Struggle Against Porn by Benjamin Vrbicek
Pornography is a huge problem in the world and a huge problem among Christians, both for men and for women. This book is written specifically for men who struggle against porn. Vrbicek is caring in his wording of the title of the book to highlight the fact that porn is an enemy that people are in a battle against. This short book is very practical and rooted in the Bible and theology. Even in Porn is not something you struggle against, I recommend that you read this book because it can help you care better for others who do.

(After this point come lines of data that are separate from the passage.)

//! Lexing
//!
//!     Lexers sit outside the engine: they turn source text into a [`SliceTokenStream`]
//!     and the engine only ever sees the resulting tokens. Two lexers ship with the crate:
//!
//!         1. The generic [`Tokeniser`]: an ordered table of regex token definitions, with
//!            optional named lexical modes (push/pop) for context-sensitive tokenizing.
//!            See [tokeniser](tokeniser).
//!         2. A logos lexer for JSON, living next to the JSON grammar. See
//!            [json](crate::grammars::json).
//!
//!     Definitions without a name match and discard their text, which is how insignificant
//!     whitespace is usually handled. Grammars that want to see such tokens (and drop them
//!     with a rule-level filter instead) simply give them a name.
//!
//! [`SliceTokenStream`]: crate::token::SliceTokenStream

pub mod tokeniser;

pub use tokeniser::{TokenDef, Tokeniser};

use std::fmt;

/// Errors that can occur while tokenizing
#[derive(Debug, Clone, PartialEq, Eq)]
pub enum LexError {
    /// A token pattern failed to compile
    Pattern(String),
    /// The tokeniser was built without any token definitions
    NoDefinitions,
    /// A definition pushes a mode no definition belongs to
    UnknownMode(String),
    /// No definition matches the input at this byte offset
    NoMatch { offset: usize },
    /// A definition matched the empty string at this byte offset
    EmptyMatch { offset: usize },
    /// A definition pops the mode stack while it is empty
    NoModeToPop { offset: usize },
}

impl fmt::Display for LexError {
    fn fmt(&self, f: &mut fmt::Formatter<'_>) -> fmt::Result {
        match self {
            LexError::Pattern(msg) => write!(f, "invalid token pattern: {msg}"),
            LexError::NoDefinitions => write!(f, "no token definitions"),
            LexError::UnknownMode(mode) => write!(f, "unknown lexical mode '{mode}'"),
            LexError::NoMatch { offset } => write!(f, "invalid input at byte {offset}"),
            LexError::EmptyMatch { offset } => write!(f, "empty token at byte {offset}"),
            LexError::NoModeToPop { offset } => write!(f, "no mode to pop at byte {offset}"),
        }
    }
}

impl std::error::Error for LexError {}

Do miracles happen today? by Tim Chester
This is a question that I guess the majority of Christians have asked, do miracles happen today? We all probably know of friends or family members who have prayed for or asked us to pray for the miraculous healing of someone else, should we do so in anticipation that a miracle would happen? In this short book, Chester addresses that topic in a very introductory manner. I like how the book states this, near the beginning of the study…
“The experience of our generation can’t be the criteria for what can happen. Just because you’ve never seen a miracle doesn’t mean a miracle can’t happen”
This short book tackles a very big, and often very emotionally charged, topic for many people today. There’s a chapter on defining a miracle (which is surprisingly difficult when you think about it!), why there seem to be fewer miracles today than there were in Jesus’ day and what the purpose of a miracle is. Chester highlights some of the dangers of those who cast of miracles as fables, but also some of the dangers of those you blindly accept that a miracle has taken place. This would be a helpful introductory wee book (92 pages) for anyone to read who wants to begin looking into the miraculous.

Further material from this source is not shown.